### INPUT FOR THIS TASK
..........

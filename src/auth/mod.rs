// src/auth/mod.rs

pub mod guard;
pub mod handlers;
pub mod jwt;
pub mod models;
pub mod password;
pub mod service;

pub use guard::{AdminUser, AuthUser};
pub use jwt::{Claims, JwtKeys};
pub use models::{
    AuthResponse, LoginRequest, RegisterRequest, Role, RoleChangeRequest, UpdateSettingsRequest,
    User,
};
pub use password::{hash_password, verify_password};
pub use service::AuthService;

..........

### AIM OF THE TASK
Reproduce exactly the lines from the one containing "pub mod guard;" through the last line of the records above, including both, and nothing else.

### ANSWER TO THIS PROBLEM
pub mod guard;
pub mod handlers;
pub mod jwt;
pub mod models;
pub mod password;
pub mod service;

pub use guard::{AdminUser, AuthUser};
pub use jwt::{Claims, JwtKeys};
pub use models::{
    AuthResponse, LoginRequest, RegisterRequest, Role, RoleChangeRequest, UpdateSettingsRequest,
    User,
};
pub use password::{hash_password, verify_password};
pub use service::AuthService;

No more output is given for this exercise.